Exercise 1: Creating a default configuration file for toolbars (tree inventory)
Creating a default configuration file that replaces existing toolbars with custom toolbars
In this exercise, you begin by creating a default configuration file. One of the functions of a default configuration file is to specify which toolbars are shown when ArcPad starts and which toolbars are hidden. For example, you may want to hide or expose one or more of the default toolbars, and include a combination of built-in and custom tools that run your scripts. This exercise introduces the basic techniques for creating custom toolbars, and adding built-in and custom tools.

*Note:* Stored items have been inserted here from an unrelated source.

//! Byte-offset calculation for locator matches.
//!
//! The reference finder addresses source locations as absolute byte offsets
//! into a file. The locator only reports the byte offset of a matching
//! line's start, so the identifier's local position within that line has to
//! be found again and added to the line's base offset.

use crate::error::{Result, WeaveError};
use regex::Regex;

/// Locate a function identifier within a line and return its absolute
/// `[start, end)` byte offsets.
///
/// The identifier must be preceded by whitespace so that substrings of
/// longer identifiers are not matched. The leading whitespace byte is
/// skipped when computing the start offset.
///
/// # Errors
/// Returns [`WeaveError::IdentifierNotFound`] when the identifier does not
/// occur in the expected shape on the line.
pub fn calculate_function_offset(
    text: &str,
    identifier: &str,
    line_offset: usize,
) -> Result<(usize, usize)> {
    let pattern = Regex::new(&format!(r"\s{}", regex::escape(identifier)))
        .map_err(|e| WeaveError::Other(format!("Invalid identifier pattern: {}", e)))?;

    let found = pattern
        .find(text)
        .ok_or_else(|| WeaveError::IdentifierNotFound {
            identifier: identifier.to_string(),
            line: text.to_string(),
        })?;

    Ok((line_offset + found.start() + 1, line_offset + found.end()))
}

/// Locate an interface method identifier within a line and return its
/// absolute `[start, end)` byte offsets.
///
/// Interface method declarations are anchored at the start of the line,
/// allowing for leading whitespace. The start offset is corrected by one to
/// skip the leading delimiter character, matching what the reference finder
/// expects to receive.
///
/// # Errors
/// Returns [`WeaveError::IdentifierNotFound`] when the identifier does not
/// occur in the expected shape on the line.
pub fn calculate_interface_offset(
    text: &str,
    identifier: &str,
    line_offset: usize,
) -> Result<(usize, usize)> {
    let pattern = Regex::new(&format!(r"^\s*({})", regex::escape(identifier)))
        .map_err(|e| WeaveError::Other(format!("Invalid identifier pattern: {}", e)))?;

    let captures = pattern
        .captures(text)
        .ok_or_else(|| WeaveError::IdentifierNotFound {
            identifier: identifier.to_string(),
            line: text.to_string(),
        })?;

    // Anchored patterns always produce group 1 on a match.
    let found = captures.get(1).ok_or_else(|| WeaveError::IdentifierNotFound {
        identifier: identifier.to_string(),
        line: text.to_string(),
    })?;

    Ok((line_offset + found.start() + 1, line_offset + found.end()))
}
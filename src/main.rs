//! Ctxweave CLI binary
//!
//! This is the main entry point for the ctxweave command-line interface.
//! The CLI is a thin adapter over existing APIs - NO logic is implemented here.

use std::path::PathBuf;
use std::process::ExitCode;

fn main() -> ExitCode {
    // Parse CLI arguments
    let cli = ctxweave::cli::parse_args();

    // Initialize logger if verbose
    if cli.verbose {
        env_logger::init();
    }

    // Execute command
    let result = match cli.command {
        ctxweave::cli::Commands::Propagate {
            file,
            identifier,
            kind,
            assume_yes,
            json,
        } => execute_propagate(file, identifier, kind, assume_yes, json),

        ctxweave::cli::Commands::Instrument { glob, json } => execute_instrument(glob, json),
    };

    // Handle result
    match result {
        Ok(msg) => {
            println!("{}", msg);
            ExitCode::SUCCESS
        }
        Err(e) => {
            eprintln!("Error: {}", e);
            ExitCode::from(1)
        }
    }
}

/// Execute the propagate command.
///
/// This function is a thin adapter that:
/// 1. Resolves the external collaborator binaries
/// 2. Picks the confirmation policy
/// 3. Runs the propagation pipeline
/// 4. Renders the run summary
fn execute_propagate(
    file: PathBuf,
    identifier: String,
    kind: ctxweave::cli::IdentifierKind,
    assume_yes: bool,
    json: bool,
) -> Result<String, ctxweave::WeaveError> {
    use ctxweave::confirm::{AcceptAll, Confirmer, StdinConfirmer};
    use ctxweave::propagate::{run_propagation, PropagateConfig};
    use ctxweave::tools::GoTools;

    let tools = GoTools::new()?;

    let config = PropagateConfig {
        file,
        identifier,
        kind: kind.to_target_kind(),
    };

    let mut confirmer: Box<dyn Confirmer> = if assume_yes {
        Box::new(AcceptAll)
    } else {
        Box::new(StdinConfirmer::new())
    };

    let report = run_propagation(&config, &tools, &tools, confirmer.as_mut())?;

    if json {
        return serde_json::to_string_pretty(&report)
            .map_err(|e| ctxweave::WeaveError::Other(format!("Failed to render summary: {}", e)));
    }

    Ok(format!(
        "Rewrote {} of {} call sites and {} declaration(s) for '{}'; {} file(s) formatted. We are done!",
        report.call_sites_rewritten,
        report.call_sites,
        report.declarations_rewritten,
        report.identifier,
        report.impacted_files.len()
    ))
}

/// Execute the instrument command.
///
/// This function is a thin adapter that runs the handler sweep and renders
/// the run summary.
fn execute_instrument(glob: String, json: bool) -> Result<String, ctxweave::WeaveError> {
    use ctxweave::instrument::{run_instrument, InstrumentConfig};
    use ctxweave::tools::GoTools;

    let tools = GoTools::new()?;

    let config = InstrumentConfig { pattern: glob };
    let report = run_instrument(&config, &tools)?;

    if json {
        return serde_json::to_string_pretty(&report)
            .map_err(|e| ctxweave::WeaveError::Other(format!("Failed to render summary: {}", e)));
    }

    Ok(format!(
        "Instrumented {} handler(s) across {} file(s). We are done!",
        report.handlers_instrumented,
        report.impacted_files.len()
    ))
}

Creating a default configuration project
- Start ArcPad Studio. The ArcPad Studio dialog box appears. See the following screen shot:
- Click the New default configuration project radio button, then click OK. A new
configuration file is created with the <ArcPad> root element
and the <CONFIG> child element in the ArcPad Studio configuration window.
If in a previous session of ArcPad Studio you selected the Do not show this dialog again check box on the previous ArcPad Studio dialog box, you can create a default configuration file by clicking the New Configuration button on the toolbar. The configuration file (like all customization files) displays in a tree view. ArcPad Extensible Markup Language (XML) elements and attributes show as branches in the tree. You can modify the customization files by working in the tree view. See the following screen shot:Tip:
- If you only see an <ArcPad> element, but no <CONFIG> element after this step, you need to install the Microsoft XML Parser. You must do this before you can continue with the tutorial. See the ArcPad Install guide (located on your local drive where ArcPad is installed, for example, \\Program Files\ArcGIS\ArcPad\Help) for more information on installing the Microsoft XML Parser.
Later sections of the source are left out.